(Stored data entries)
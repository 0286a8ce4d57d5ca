//! Authentication: login, registration, verification, password reset and the
//! current user's profile.

use deptportal_api_types::NoArgs;
use deptportal_api_types::auth::{
    ForgotPasswordRequest, LoginRequest, LoginResponse, RegisterRequest, ResetPasswordRequest,
    UserProfile, VerifyEmailRequest,
};
use serde_json::Value;

use crate::cache::TagType;
use crate::endpoint::{MutationEndpoint, QueryEndpoint, RegistryBuilder, TagSpec};
use crate::transport::{ApiError, ApiRequest};

/// Profile of the signed-in user. Refetched whenever `Auth` is invalidated.
pub const GET_ME: QueryEndpoint<NoArgs, UserProfile> =
    QueryEndpoint::new("getMe", me, TagSpec::Types(&[TagType::Auth]));

/// Exchanges credentials for a token. The client stores the token before
/// invalidating `Auth`, so the mutation itself invalidates nothing.
pub const LOGIN: MutationEndpoint<LoginRequest, LoginResponse> =
    MutationEndpoint::new("login", login, TagSpec::None);

pub const REGISTER: MutationEndpoint<RegisterRequest, Value> =
    MutationEndpoint::new("register", register, TagSpec::None);

pub const VERIFY_EMAIL: MutationEndpoint<VerifyEmailRequest, Value> =
    MutationEndpoint::new("verifyEmail", verify_email, TagSpec::Types(&[TagType::Auth]));

pub const FORGOT_PASSWORD: MutationEndpoint<ForgotPasswordRequest, Value> =
    MutationEndpoint::new("forgotPassword", forgot_password, TagSpec::None);

pub const RESET_PASSWORD: MutationEndpoint<ResetPasswordRequest, Value> =
    MutationEndpoint::new("resetPassword", reset_password, TagSpec::None);

/// Server-side logout. The client clears the session and resets the cache
/// whatever the outcome.
pub const LOGOUT: MutationEndpoint<NoArgs, Value> =
    MutationEndpoint::new("logout", logout, TagSpec::None);

pub(crate) fn declare(registry: &mut RegistryBuilder) {
    registry.declare(GET_ME.definition());
    registry.declare(LOGIN.definition());
    registry.declare(REGISTER.definition());
    registry.declare(VERIFY_EMAIL.definition());
    registry.declare(FORGOT_PASSWORD.definition());
    registry.declare(RESET_PASSWORD.definition());
    registry.declare(LOGOUT.definition());
}

fn me(_: &NoArgs) -> Result<ApiRequest, ApiError> {
    Ok(ApiRequest::get("auth/me"))
}

fn login(args: &LoginRequest) -> Result<ApiRequest, ApiError> {
    ApiRequest::post("auth/login").json(args)
}

fn register(args: &RegisterRequest) -> Result<ApiRequest, ApiError> {
    ApiRequest::post("auth/register").json(args)
}

fn verify_email(args: &VerifyEmailRequest) -> Result<ApiRequest, ApiError> {
    ApiRequest::post("auth/verify-email").json(args)
}

fn forgot_password(args: &ForgotPasswordRequest) -> Result<ApiRequest, ApiError> {
    ApiRequest::post("auth/forgot-password").json(args)
}

fn reset_password(args: &ResetPasswordRequest) -> Result<ApiRequest, ApiError> {
    ApiRequest::post("auth/reset-password").json(args)
}

fn logout(_: &NoArgs) -> Result<ApiRequest, ApiError> {
    Ok(ApiRequest::post("auth/logout"))
}
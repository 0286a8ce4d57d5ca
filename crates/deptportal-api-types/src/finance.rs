//! Finance ledger and payment payloads.

use serde::{Deserialize, Serialize};
use time::OffsetDateTime;

#[derive(Debug, Clone, Copy, PartialEq, Eq, Hash, Serialize, Deserialize)]
#[serde(rename_all = "SCREAMING_SNAKE_CASE")]
pub enum TransactionKind {
    Credit,
    Debit,
}

#[derive(Debug, Clone, PartialEq, Serialize, Deserialize)]
#[serde(rename_all = "camelCase")]
pub struct Transaction {
    pub id: String,
    pub kind: TransactionKind,
    /// Amount in the smallest currency unit.
    pub amount: i64,
    pub description: String,
    #[serde(with = "time::serde::rfc3339")]
    pub recorded_at: OffsetDateTime,
}

#[derive(Debug, Clone, PartialEq, Eq, Serialize, Deserialize)]
#[serde(rename_all = "camelCase")]
pub struct CreateTransactionRequest {
    pub kind: TransactionKind,
    pub amount: i64,
    pub description: String,
}

/// Server-computed ledger aggregates.
#[derive(Debug, Clone, PartialEq, Eq, Serialize, Deserialize)]
#[serde(rename_all = "camelCase")]
pub struct FinanceSummary {
    pub total_credit: i64,
    pub total_debit: i64,
    pub balance: i64,
}

#[derive(Debug, Clone, Copy, PartialEq, Eq, Hash, Serialize, Deserialize)]
#[serde(rename_all = "SCREAMING_SNAKE_CASE")]
pub enum PaymentStatus {
    Created,
    Paid,
    Failed,
}

#[derive(Debug, Clone, PartialEq, Serialize, Deserialize)]
#[serde(rename_all = "camelCase")]
pub struct Payment {
    pub id: String,
    pub purpose: String,
    pub amount: i64,
    pub status: PaymentStatus,
    #[serde(with = "time::serde::rfc3339")]
    pub created_at: OffsetDateTime,
}

#[derive(Debug, Clone, PartialEq, Eq, Serialize, Deserialize)]
#[serde(rename_all = "camelCase")]
pub struct InitiatePaymentRequest {
    pub purpose: String,
    pub amount: i64,
}

#[derive(Debug, Clone, PartialEq, Eq, Serialize, Deserialize)]
#[serde(rename_all = "camelCase")]
pub struct InitiatePaymentResponse {
    pub payment_id: String,
    pub checkout_url: String,
}
//! Credential storage.
//!
//! The bearer token lives in a `token` cookie with a fixed lifetime. The
//! transport reads it on every request; the login and logout flows write and
//! clear it.

use std::path::{Path, PathBuf};
use std::sync::RwLock;

use cookie::Cookie;
use thiserror::Error;
use time::{Duration, OffsetDateTime};
use tracing::{debug, warn};

use crate::cache::lock::{rw_read, rw_write};

pub const TOKEN_COOKIE: &str = "token";
pub const DEFAULT_TOKEN_TTL: Duration = Duration::days(7);

const SOURCE: &str = "session";

#[derive(Debug, Error)]
pub enum SessionError {
    #[error("failed to access cookie file {path}: {source}")]
    Io {
        path: String,
        source: std::io::Error,
    },
    #[error("malformed cookie file {path}: {reason}")]
    Malformed { path: String, reason: String },
}

/// Source of the bearer credential.
pub trait SessionStore: Send + Sync {
    /// Current token, or `None` when absent or expired.
    fn token(&self) -> Option<String>;

    fn store_token(&self, token: &str) -> Result<(), SessionError>;

    fn clear(&self) -> Result<(), SessionError>;
}

/// Cookie-backed session, optionally persisted to a file as a `Set-Cookie` line.
pub struct CookieSession {
    cookie: RwLock<Option<Cookie<'static>>>,
    ttl: Duration,
    file: Option<PathBuf>,
}

impl CookieSession {
    pub fn in_memory() -> Self {
        Self {
            cookie: RwLock::new(None),
            ttl: DEFAULT_TOKEN_TTL,
            file: None,
        }
    }

    /// Open a file-backed session, loading any cookie already stored there.
    pub fn open(path: impl Into<PathBuf>, ttl: Duration) -> Result<Self, SessionError> {
        let path = path.into();
        let cookie = load_cookie(&path)?;
        Ok(Self {
            cookie: RwLock::new(cookie),
            ttl,
            file: Some(path),
        })
    }

    pub fn with_ttl(mut self, ttl: Duration) -> Self {
        self.ttl = ttl;
        self
    }

    /// Expiry of the stored cookie.
    pub fn expires_at(&self) -> Option<OffsetDateTime> {
        rw_read(&self.cookie, SOURCE, "expires_at")
            .as_ref()
            .and_then(Cookie::expires_datetime)
    }

    fn build_cookie(&self, token: &str) -> Cookie<'static> {
        Cookie::build((TOKEN_COOKIE, token.to_string()))
            .path("/")
            .max_age(self.ttl)
            .expires(OffsetDateTime::now_utc() + self.ttl)
            .build()
    }

    fn persist(&self, cookie: Option<&Cookie<'static>>) -> Result<(), SessionError> {
        let Some(path) = self.file.as_deref() else {
            return Ok(());
        };
        let result = match cookie {
            Some(cookie) => std::fs::write(path, format!("{cookie}\n")),
            None => match std::fs::remove_file(path) {
                Err(err) if err.kind() == std::io::ErrorKind::NotFound => Ok(()),
                other => other,
            },
        };
        result.map_err(|source| SessionError::Io {
            path: path.display().to_string(),
            source,
        })
    }
}

impl SessionStore for CookieSession {
    fn token(&self) -> Option<String> {
        let guard = rw_read(&self.cookie, SOURCE, "token");
        let cookie = guard.as_ref()?;
        match cookie.expires_datetime() {
            Some(expires) if expires <= OffsetDateTime::now_utc() => {
                debug!(%expires, "session token expired");
                None
            }
            _ => Some(cookie.value().to_string()),
        }
    }

    fn store_token(&self, token: &str) -> Result<(), SessionError> {
        let cookie = self.build_cookie(token);
        self.persist(Some(&cookie))?;
        *rw_write(&self.cookie, SOURCE, "store_token") = Some(cookie);
        Ok(())
    }

    fn clear(&self) -> Result<(), SessionError> {
        *rw_write(&self.cookie, SOURCE, "clear") = None;
        self.persist(None)
    }
}

fn load_cookie(path: &Path) -> Result<Option<Cookie<'static>>, SessionError> {
    let raw = match std::fs::read_to_string(path) {
        Ok(raw) => raw,
        Err(err) if err.kind() == std::io::ErrorKind::NotFound => return Ok(None),
        Err(source) => {
            return Err(SessionError::Io {
                path: path.display().to_string(),
                source,
            });
        }
    };

    let line = raw.trim();
    if line.is_empty() {
        return Ok(None);
    }

    let cookie = Cookie::parse(line.to_string()).map_err(|e| SessionError::Malformed {
        path: path.display().to_string(),
        reason: e.to_string(),
    })?;
    if cookie.name() != TOKEN_COOKIE {
        warn!(name = cookie.name(), "ignoring unexpected cookie in session file");
        return Ok(None);
    }
    Ok(Some(cookie))
}
//! Work handed out to staff and its progress.

use deptportal_api_types::ListQuery;
use deptportal_api_types::applications::{
    AssignWorkRequest, UpdateWorkStatusRequest, WorkAssignment, WorkStatus,
};
use serde::Serialize;

use crate::cache::{Tag, TagType};
use crate::endpoint::{MutationEndpoint, QueryEndpoint, RegistryBuilder, TagSpec};
use crate::transport::{ApiError, ApiRequest};

use super::{list_tags, segment};

pub const GET_WORK_ASSIGNMENTS: QueryEndpoint<ListQuery, Vec<WorkAssignment>> =
    QueryEndpoint::new(
        "getWorkAssignments",
        work_assignments,
        TagSpec::Compute(assignment_tags),
    );

pub const ASSIGN_WORK: MutationEndpoint<AssignWorkRequest, WorkAssignment> =
    MutationEndpoint::new(
        "assignWork",
        assign_work,
        TagSpec::Types(&[TagType::WorkAssignment]),
    );

pub const UPDATE_WORK_STATUS: MutationEndpoint<UpdateWorkStatusRequest, WorkAssignment> =
    MutationEndpoint::new(
        "updateWorkStatus",
        update_work_status,
        TagSpec::Compute(updated_assignment),
    );

#[derive(Serialize)]
struct StatusChange {
    status: WorkStatus,
}

pub(crate) fn declare(registry: &mut RegistryBuilder) {
    registry.declare(GET_WORK_ASSIGNMENTS.definition());
    registry.declare(ASSIGN_WORK.definition());
    registry.declare(UPDATE_WORK_STATUS.definition());
}

fn work_assignments(args: &ListQuery) -> Result<ApiRequest, ApiError> {
    ApiRequest::get("work-assignments").query(args)
}

fn assignment_tags(_: &ListQuery, assignments: Option<&Vec<WorkAssignment>>) -> Vec<Tag> {
    list_tags(TagType::WorkAssignment, assignments, |work| work.id.as_str())
}

fn assign_work(args: &AssignWorkRequest) -> Result<ApiRequest, ApiError> {
    if args.assignee_id.trim().is_empty() {
        return Err(ApiError::request("assignee must not be empty"));
    }
    ApiRequest::post("work-assignments").json(args)
}

fn update_work_status(args: &UpdateWorkStatusRequest) -> Result<ApiRequest, ApiError> {
    ApiRequest::patch(format!("work-assignments/{}/status", segment(&args.id)?))
        .json(&StatusChange {
            status: args.status,
        })
}

fn updated_assignment(args: &UpdateWorkStatusRequest, _: Option<&WorkAssignment>) -> Vec<Tag> {
    vec![Tag::id(TagType::WorkAssignment, args.id.clone())]
}

#[cfg(test)]
mod tests {
    use reqwest::Method;
    use serde_json::json;
    use time::macros::datetime;

    use super::*;
    use crate::transport::RequestBody;

    #[test]
    fn due_date_is_sent_as_rfc3339() {
        let request = ASSIGN_WORK
            .request(&AssignWorkRequest {
                title: "Grade lab reports".to_string(),
                assignee_id: "u9".to_string(),
                due_at: Some(datetime!(2026-11-01 17:00 UTC)),
            })
            .expect("request");
        assert_eq!(
            request.body,
            RequestBody::Json(json!({
                "title": "Grade lab reports",
                "assigneeId": "u9",
                "dueAt": "2026-11-01T17:00:00Z"
            }))
        );
    }

    #[test]
    fn status_update_patches_only_the_status() {
        let args = UpdateWorkStatusRequest {
            id: "w3".to_string(),
            status: WorkStatus::InProgress,
        };
        let request = UPDATE_WORK_STATUS.request(&args).expect("request");
        assert_eq!(request.method, Method::PATCH);
        assert_eq!(request.path, "work-assignments/w3/status");
        assert_eq!(
            request.body,
            RequestBody::Json(json!({"status": "IN_PROGRESS"}))
        );
    }
}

What this task involves: Extract from the data every line where "bearer" shows up.

Expected answer:
//! The bearer token lives in a `token` cookie with a fixed lifetime. The
/// Source of the bearer credential.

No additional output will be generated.